The City of Kenai is expanding its CARES Act grants programs to include two groups not covered by the first round of grants: smaller businesses, with annual gross revenues of between $25,000 and $49,999, and City of Kenai residents who hold Alaska Commercial Fisheries Entry Commission permits.
Applicants will be eligible for a $1,000 grant from the City’s share of federal CARES Act funding distributed by the state. The City Council on July 1 approved the two new grant programs to further assist Kenai residents who experienced a financial loss due to the COVID-19 health emergency.

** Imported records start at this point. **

//! Configuration commands
//!
//! - `config show`: Display current configuration
//! - `config get`: Print one value
//! - `config set`: Validate and store one value

use owo_colors::{OwoColorize, Stream};

use super::print_json;
use crate::config::Config;
use crate::error::Result;
use crate::paths;

/// Show current configuration
pub fn cmd_config_show(json: bool) -> Result<()> {
    let config = Config::load()?;
    let storage_dir = config.storage_dir();

    if json {
        return print_json(&serde_json::json!({
            "storage_dir": storage_dir.to_string_lossy(),
            "theme": config.theme.to_string(),
            "log_level": config.log_level,
            "config_file": Config::config_path().to_string_lossy(),
            "log_file": paths::log_path().to_string_lossy(),
        }));
    }

    let key = |k: &'static str| k.if_supports_color(Stream::Stdout, |s| s.cyan()).to_string();

    let mut text = String::new();
    text.push_str(&format!(
        "{}\n\n",
        "Configuration:".if_supports_color(Stream::Stdout, |s| s.bold())
    ));
    text.push_str(&format!("{}: {}", key("storage_dir"), storage_dir.display()));
    if paths::root_overridden() {
        text.push_str(&format!(" (from ${})", paths::ROOT_ENV));
    } else if config.storage_dir.is_none() {
        text.push_str(" (default)");
    }
    text.push('\n');
    text.push_str(&format!("{}: {}\n", key("theme"), config.theme));
    text.push_str(&format!("{}: {}\n", key("log_level"), config.log_level));
    text.push('\n');
    text.push_str(&format!(
        "Config file: {}\n",
        Config::config_path().display()
    ));
    text.push_str(&format!("Log file: {}", paths::log_path().display()));

    println!("{text}");
    Ok(())
}

pub fn cmd_config_get(key: &str) -> Result<()> {
    let config = Config::load()?;
    println!("{}", config.get(key)?);
    Ok(())
}

pub fn cmd_config_set(key: &str, value: &str) -> Result<()> {
    let mut config = Config::load()?;
    config.set(key, value)?;
    config.save()?;

    println!("Set {} = {}", key, config.get(key)?);
    Ok(())
}
use std::path::PathBuf;

use super::KeyValueStore;
use crate::error::{BoardError, Result};
use crate::fs::{delete_file_if_exists, read_file_if_exists, write_file_atomic};

/// One `<key>.json` file per key inside a directory
#[derive(Debug, Clone)]
pub struct FileKeyValueStore {
    dir: PathBuf,
}

impl FileKeyValueStore {
    pub fn new(dir: impl Into<PathBuf>) -> Self {
        Self { dir: dir.into() }
    }

    /// File backing `key`
    pub fn path_for(&self, key: &str) -> Result<PathBuf> {
        validate_key(key)?;
        Ok(self.dir.join(format!("{key}.json")))
    }
}

/// Keys become file names, so they must be a single plain path component
fn validate_key(key: &str) -> Result<()> {
    let valid = !key.is_empty()
        && !key.starts_with('.')
        && key
            .chars()
            .all(|c| c.is_ascii_alphanumeric() || c == '-' || c == '_');
    if valid {
        Ok(())
    } else {
        Err(BoardError::Other(format!("invalid storage key '{key}'")))
    }
}

impl KeyValueStore for FileKeyValueStore {
    fn get(&self, key: &str) -> Result<Option<String>> {
        read_file_if_exists(&self.path_for(key)?)
    }

    fn set(&self, key: &str, value: &str) -> Result<()> {
        write_file_atomic(&self.path_for(key)?, value)
    }

    fn remove(&self, key: &str) -> Result<()> {
        delete_file_if_exists(&self.path_for(key)?)
    }
}

#[cfg(test)]
mod tests {
    use super::*;
    use tempfile::TempDir;

    #[test]
    fn test_set_get_remove() {
        let dir = TempDir::new().unwrap();
        let kv = FileKeyValueStore::new(dir.path());

        assert!(kv.get("kanbanColumns").unwrap().is_none());
        kv.set("kanbanColumns", "{}").unwrap();
        assert_eq!(kv.get("kanbanColumns").unwrap().as_deref(), Some("{}"));
        assert!(dir.path().join("kanbanColumns.json").exists());

        kv.remove("kanbanColumns").unwrap();
        assert!(kv.get("kanbanColumns").unwrap().is_none());
    }

    #[test]
    fn test_creates_missing_directory() {
        let dir = TempDir::new().unwrap();
        let kv = FileKeyValueStore::new(dir.path().join("data"));
        kv.set("theme", "\"dark\"").unwrap();
        assert!(dir.path().join("data").join("theme.json").exists());
    }

    #[test]
    fn test_rejects_path_like_keys() {
        let dir = TempDir::new().unwrap();
        let kv = FileKeyValueStore::new(dir.path());
        assert!(kv.set("../escape", "x").is_err());
        assert!(kv.set("a/b", "x").is_err());
        assert!(kv.get("").is_err());
        assert!(kv.get(".hidden").is_err());
    }
}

City Manager Paul Ostrander says that the City decided that smaller businesses needed help: “There’s two other grant programs that have been created now that look to capture businesses that were unable to apply, or did not qualify, during the first round of grants. The first one is for even smaller businesses than qualified under the first grant. So, the first grant required that you had at least $50,000 in gross income in 2019. What this second grant, this expansion, allows is for the businesses that were between $25,000 – $50,000 – that they are now eligible to apply for this grant. So, these are even smaller businesses than qualified for the first grant.”
He also discussed how this impacts commercial fishermen: “A grant program that allows commercial fishermen that hold fishing permits, that live within the City of Kenai, to apply for a grant up to $1,000. So, both in the case of the commercial fishermen and in the case of the smaller businesses, the grants are at $1,000 per business. The commercial fishermen did not qualify for the first round of grants. It required a business license in the first round of grants, and commercial fisherman typically don’t have a business license so they didn’t qualify.”
The City will receive $7.7 million in federal CARES Act funding through the state’s allocation formula, and the City Council has decided to distribute about half of the funds to businesses, nonprofits, and individuals in need of financial assistance due to the economic damage of the COVID-19 public health emergency.
The first grant application period for businesses and nonprofits closed June 19, and the City a week later sent out almost $2 million to more than 180 eligible participants before extending the application period to July 17. The grants can be used to help businesses and nonprofits deal with the loss of income due to mandatory shutdowns, inventory loss, additional operating expenses of reopening to the public, costs of protecting staff and customers or the public, or other economic impacts.
Applications can be found online at the City of Kenai’s website.